De eerste deze week was Glimlach, een recente horrorfilm over een psychiater (Sosie Bacon) die denkt dat ze wordt opgejaagd door een bovennatuurlijke entiteit. Deze entiteit valt zijn slachtoffers lastig door zichzelf te vermommen als de mensen om hem heen en hen te belonen met griezelige, onnatuurlijke glimlachen die niemand anders kan zien. Bacon is besmet geraakt met dit monster door de gewelddadige zelfmoord van een patiënt en vreest dat haar hetzelfde lot te wachten staat en moet racen om een verdediging tegen zijn duistere bezitter te vinden.
Als een film waarvan de centrale dreiging is dat mensen je enge glimlachen geven, staat Smile voor een zware strijd om de hele film met angsten te vullen. Het eindresultaat is meer afhankelijk van schrik en harde geluiden dan ik had verwacht, maar ik vond eigenlijk dat de botten van de film nog harder waren dan ik had verwacht. Smile’s dreiging combineert in wezen twee andere horrormonsters: de anonieme, meedogenloze stalker van It Follows en de zekere, getimede dood van The Ring. De glimlach is niet zo sterk als die van beide films, maar hij profiteert effectief van zijn gekwelde gevoel van urgentie en zorgt voor een aantal echt alarmerende scenario’s. Voor een film die afhankelijk is van zoveel banale apparaten (naast de angsten, zijn er veel “zou het zijn waarheid gebeuren” onbetrouwbare verteller-onzin), was ik verrast hoe goed Smile presteerde. Een bovengemiddelde horrorfilm en een veelbelovend regiedebuut voor Parker Finn.

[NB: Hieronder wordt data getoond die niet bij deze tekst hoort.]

//! Fixed joint, without any degree of freedom.

use crate::joint::{JointModel, JointType};
use mechanism_spatial::{
    frame::FrameId, jacobian::GeometricJacobian, rotation::Rotation3, scalar::Scalar,
    spatial::SpatialVector, transform::Transform, vector3::Vector3,
};
use rand::rngs::ThreadRng;
use std::marker::PhantomData;

/// Model of a fixed joint: no position, velocity, or motion subspace.
#[derive(Clone, Debug, Default)]
pub struct JointModelFixed<T: Scalar> {
    _scalar: PhantomData<T>,
}

impl<T: Scalar> JointModelFixed<T> {
    #[must_use]
    pub fn new() -> Self {
        Self {
            _scalar: PhantomData,
        }
    }

    /// Converts this joint model to another scalar type.
    #[must_use]
    pub fn cast<U: Scalar>(&self) -> JointModelFixed<U> {
        JointModelFixed::new()
    }
}

impl<T: Scalar> JointModel<T> for JointModelFixed<T> {
    fn get_joint_type(&self) -> JointType {
        JointType::Fixed
    }

    fn nq(&self) -> usize {
        0
    }

    fn nv(&self) -> usize {
        0
    }

    fn joint_transform(&self, before: FrameId, after: FrameId, q: &[T]) -> Transform<T> {
        debug_assert!(q.is_empty(), "fixed joint expects no configuration");
        Transform::new(before, after, Rotation3::identity(), Vector3::zeros())
    }

    fn motion_subspace(&self, _q: &[T]) -> GeometricJacobian<T> {
        GeometricJacobian::zero(0)
    }

    fn bias_acceleration(&self, _q: &[T], _v: &[T]) -> SpatialVector<T> {
        SpatialVector::zero()
    }

    fn configuration_derivative(&self, _q: &[T], _v: &[T]) -> Vec<T> {
        Vec::new()
    }

    fn zero_configuration(&self, _q: &mut [T]) {}

    fn normalize_configuration(&self, _q: &mut [T]) {}

    fn random_configuration(&self, _q: &mut [T], _rng: &mut ThreadRng) {}
}
//! Invariant: a body's twist with respect to the world equals the sum, along its path
//! from the root, of each joint's motion subspace applied to that joint's own velocity
//! slice and carried into the world frame.

use approx::assert_relative_eq;
use mechanism_joint::revolute::JointModelRevolute;
use mechanism_joint::{JointModel, JointWrapper};
use mechanism_model::{BodyId, Mechanism, STANDARD_GRAVITY, WORLD_ID};
use mechanism_spatial::{FrameId, Rotation3, SpatialInertia, SpatialVector, Symmetric3, Transform, Vector3};
use mechanism_state::MechanismState;

fn double_pendulum() -> Mechanism<f64> {
    let mut mechanism = Mechanism::new(*STANDARD_GRAVITY);
    let root = mechanism.root_body();
    let root_frame = mechanism.bodies()[WORLD_ID].default_frame;
    let inertia = SpatialInertia::from_com_inertia(FrameId::new(0), 1.0, Vector3::new(0.0, 0.0, -0.5), Symmetric3::identity());

    let (link1, _) = mechanism
        .attach(
            root,
            "link1",
            JointWrapper::revolute(JointModelRevolute::new_ry()),
            Transform::identity(root_frame),
            Some(inertia),
        )
        .unwrap();
    mechanism
        .attach(
            link1,
            "link2",
            JointWrapper::revolute(JointModelRevolute::new_ry()),
            Transform::new(root_frame, root_frame, Rotation3::identity(), Vector3::new(0.0, 0.0, -1.0)),
            Some(inertia),
        )
        .unwrap();
    mechanism
}

#[test]
fn world_twist_equals_the_accumulated_subspace_contributions() {
    let mechanism = double_pendulum();
    let mut state = MechanismState::zero(mechanism);
    state.set_configuration(&[0.2, -0.5]).unwrap();
    state.set_velocity(&[0.7, -1.1]).unwrap();

    let leaf = BodyId::new(2);
    let twist = state.twist_wrt_world(leaf).unwrap();

    let mut expected = SpatialVector::<f64>::zero();
    let mut body = leaf;
    loop {
        let Some(joint) = state.mechanism().parent_joint(body).cloned() else {
            break;
        };
        let q = &state.configuration()[state.q_layout().range(joint.id.index())];
        let v = &state.velocity()[state.v_layout().range(joint.id.index())];
        let subspace = joint.variant.motion_subspace(q);
        let local = subspace.mul_vector(v);
        let transform = state.transform_to_root(body).unwrap();
        expected = expected + transform.act_motion(&local);

        let parent = joint.predecessor.index();
        if parent == WORLD_ID {
            break;
        }
        body = BodyId::new(parent as u32);
    }

    assert_relative_eq!(twist.vector().angular().x(), expected.angular().x(), epsilon = 1e-9);
    assert_relative_eq!(twist.vector().angular().y(), expected.angular().y(), epsilon = 1e-9);
    assert_relative_eq!(twist.vector().angular().z(), expected.angular().z(), epsilon = 1e-9);
    assert_relative_eq!(twist.vector().linear().x(), expected.linear().x(), epsilon = 1e-9);
    assert_relative_eq!(twist.vector().linear().y(), expected.linear().y(), epsilon = 1e-9);
    assert_relative_eq!(twist.vector().linear().z(), expected.linear().z(), epsilon = 1e-9);
}
//! Bias forces `c(q, v) = inverse_dynamics(q, v, v̇ = 0, external = 0)`: the joint torques
//! needed to hold the current velocity with zero acceleration, i.e. gravity plus Coriolis
//! and centrifugal terms.

use crate::errors::AlgorithmsError;
use crate::inverse_dynamics::inverse_dynamics;
use mechanism_spatial::scalar::Scalar;
use mechanism_spatial::SpatialVector;
use mechanism_state::MechanismState;

/// # Errors
/// Returns [`AlgorithmsError::State`] if `state` is stale.
pub fn bias_forces<T: Scalar>(state: &mut MechanismState<T>) -> Result<Vec<T>, AlgorithmsError> {
    bias_forces_with_external(state, None)
}

/// `c(q, v)` with an optional per-body world-frame external wrench folded in, so that
/// `M(q) v̇ + c(q, v) = tau` already accounts for externally applied forces (contact
/// wrenches, e.g.) without the caller having to project them onto joint space by hand.
///
/// # Errors
/// Returns [`AlgorithmsError::State`] if `state` is stale.
pub fn bias_forces_with_external<T: Scalar>(
    state: &mut MechanismState<T>,
    external_wrenches: Option<&[SpatialVector<T>]>,
) -> Result<Vec<T>, AlgorithmsError> {
    let nv = state.velocity().len();
    inverse_dynamics(state, &vec![T::zero(); nv], external_wrenches)
}
use crate::registry::TypeMap;
use mechanism_model::Mechanism;
use mechanism_spatial::scalar::Scalar;
use mechanism_state::MechanismState;
use std::cell::RefCell;
use std::rc::Rc;

/// Per-mechanism registry of `MechanismState<T>`, one per scalar type `T`.
///
/// Holds the mechanism's canonical `f64` parameters and casts them into `T` on first
/// lookup for that type, via [`Mechanism::cast`] (itself built on [`Scalar::cast`]).
pub struct StateCache {
    mechanism: Mechanism<f64>,
    entries: TypeMap,
}

impl StateCache {
    #[must_use]
    pub fn new(mechanism: Mechanism<f64>) -> Self {
        Self {
            mechanism,
            entries: TypeMap::new(),
        }
    }

    /// Returns the cached `MechanismState<T>`, building it at zero configuration and
    /// velocity on first lookup for `T`.
    pub fn get<T: Scalar>(&self) -> Rc<RefCell<MechanismState<T>>> {
        let mechanism = &self.mechanism;
        self.entries
            .get_or_insert_with::<T, _>(|| MechanismState::zero(mechanism.cast::<T>()))
    }
}

#[cfg(test)]
mod tests {
    use super::*;
    use mechanism_joint::revolute::JointModelRevolute;
    use mechanism_model::STANDARD_GRAVITY;
    use mechanism_spatial::frame::FrameId;
    use mechanism_spatial::scalar::Dual;
    use mechanism_spatial::{SpatialInertia, Symmetric3, Transform, Vector3};

    fn single_link_mechanism() -> Mechanism<f64> {
        let mut mechanism = Mechanism::new(*STANDARD_GRAVITY);
        let root = mechanism.root_body();
        let root_frame = mechanism.bodies()[mechanism_model::WORLD_ID].default_frame;
        let inertia = SpatialInertia::from_com_inertia(
            FrameId::new(0),
            1.0,
            Vector3::new(0.0, 0.0, 0.0),
            Symmetric3::identity(),
        );
        mechanism
            .attach(
                root,
                "link",
                mechanism_joint::JointWrapper::revolute(JointModelRevolute::new_rz()),
                Transform::identity(root_frame),
                Some(inertia),
            )
            .unwrap();
        mechanism
    }

    #[test]
    fn repeated_lookup_for_the_same_type_returns_the_same_instance() {
        let cache = StateCache::new(single_link_mechanism());
        let a = cache.get::<f64>();
        let b = cache.get::<f64>();
        assert!(Rc::ptr_eq(&a, &b));
    }

    #[test]
    fn different_scalar_types_get_independent_instances() {
        let cache = StateCache::new(single_link_mechanism());
        let plain = cache.get::<f64>();
        let dual = cache.get::<Dual<f64>>();
        plain.borrow_mut().set_velocity(&[3.0]).unwrap();
        assert_eq!(dual.borrow().velocity()[0], Dual::constant(0.0));
    }
}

Onze reis door het filmische universum van Naruto ging verder met De wil van vuur, die ik met plezier kan melden, bood een solide herstel van de teleurstelling van de eerste twee Shippuden-films. Terwijl de eerste Shippuden-film visueel teleurstellend was en de tweede verhalend onhandig, is The Will of Fire gefocust en genereus, zowel wat betreft het belonen van Naruto’s wereld als de verbluffende animatie.
Het verhaal van deze is verfrissend eenvoudig: Kakashi gelooft dat hij zichzelf moet opofferen om het dorp te redden, Naruto en al zijn collega’s proberen hem tegen te houden. In de praktijk biedt dit het perfecte excuus voor elk lid van Naruto’s grotere klas om te pronken, meestal in de context van nauwe samenwerking met hun gebruikelijke teamgenoten. De Naruto-franchise heeft de aantrekkingskracht grotendeels verspild om deze krijgers te zien samenwerken als verfijnde teamgenoten, en The Will of Fire maakt dat fout graag recht en laat levendig zien hoe groepen als Hinata, Kiba en Shino kunnen samenwerken om een grotere vijand uit te schakelen . Ik weet zeker dat Tenten meer te doen heeft in deze film dan in de hele originele serie.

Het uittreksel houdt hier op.